** Task goal **
The string "subject" may appear in lines of the listing. Report each line where it does.

** The data **
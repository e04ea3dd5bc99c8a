//! Notification rendering.
//!
//! Pure function of the change sequence — same events, same text — so
//! message content can be snapshot-tested.

use gradewatch_core::types::{ChangeEvent, ChangeKind, Record, SnapshotKind, WeekSet};

/// Render a change sequence into (subject, content).
pub fn render(kind: SnapshotKind, account_key: &str, events: &[ChangeEvent]) -> (String, String) {
    let subject = match kind {
        SnapshotKind::Grades => format!("成绩变动通知 ({} 项)", events.len()),
        SnapshotKind::Schedule => format!("课表变动通知 ({} 项)", events.len()),
    };

    let mut lines = Vec::with_capacity(events.len() + 2);
    lines.push(format!("账户: {account_key}"));
    lines.push(String::new());
    for ev in events {
        lines.push(render_event(ev));
    }
    (subject, lines.join("\n"))
}

fn render_event(ev: &ChangeEvent) -> String {
    match ev.kind {
        ChangeKind::Added => format!("[新增] {}", describe(ev.after.as_ref())),
        ChangeKind::Removed => format!("[移除] {}", describe(ev.before.as_ref())),
        ChangeKind::Modified => format!(
            "[变更] {} → {}",
            describe(ev.before.as_ref()),
            delta(ev.before.as_ref(), ev.after.as_ref())
        ),
    }
}

fn describe(record: Option<&Record>) -> String {
    match record {
        Some(Record::Grade(g)) => format!(
            "{} {}：成绩 {}，学分 {}",
            g.term, g.course_name, g.score, g.credit
        ),
        Some(Record::Schedule(s)) => format!(
            "周{} 第{}-{}节 {}（{}，{}，{}）",
            weekday_name(s.weekday),
            s.start_period,
            s.end_period,
            s.course_name,
            s.room,
            s.teacher,
            weeks_text(&s.weeks)
        ),
        None => "(无)".into(),
    }
}

/// Only the fields that actually changed, so a score bump reads as
/// "成绩 90 → 95" rather than a full record dump.
fn delta(before: Option<&Record>, after: Option<&Record>) -> String {
    match (before, after) {
        (Some(Record::Grade(old)), Some(Record::Grade(new))) => {
            let mut parts = Vec::new();
            if old.score != new.score {
                parts.push(format!("成绩 {} → {}", old.score, new.score));
            }
            if old.credit != new.credit {
                parts.push(format!("学分 {} → {}", old.credit, new.credit));
            }
            if old.course_category != new.course_category {
                parts.push(format!(
                    "类别 {} → {}",
                    old.course_category, new.course_category
                ));
            }
            if parts.is_empty() {
                describe(after)
            } else {
                parts.join("，")
            }
        }
        (Some(Record::Schedule(old)), Some(Record::Schedule(new))) => {
            let mut parts = Vec::new();
            if old.room != new.room {
                parts.push(format!("教室 {} → {}", old.room, new.room));
            }
            if old.teacher != new.teacher {
                parts.push(format!("教师 {} → {}", old.teacher, new.teacher));
            }
            if old.end_period != new.end_period {
                parts.push(format!("节次至 {} → {}", old.end_period, new.end_period));
            }
            if old.weeks != new.weeks {
                parts.push(format!(
                    "周次 {} → {}",
                    weeks_text(&old.weeks),
                    weeks_text(&new.weeks)
                ));
            }
            if parts.is_empty() {
                describe(after)
            } else {
                parts.join("，")
            }
        }
        _ => describe(after),
    }
}

fn weeks_text(weeks: &WeekSet) -> String {
    match weeks {
        WeekSet::All => "全周".into(),
        WeekSet::Weeks(set) => {
            let parts: Vec<String> = set.iter().map(|w| w.to_string()).collect();
            format!("第{}周", parts.join(","))
        }
    }
}

fn weekday_name(weekday: u8) -> &'static str {
    match weekday {
        1 => "一",
        2 => "二",
        3 => "三",
        4 => "四",
        5 => "五",
        6 => "六",
        7 => "日",
        _ => "?",
    }
}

** Your solution **
/// Render a change sequence into (subject, content).
    let subject = match kind {
    (subject, lines.join("\n"))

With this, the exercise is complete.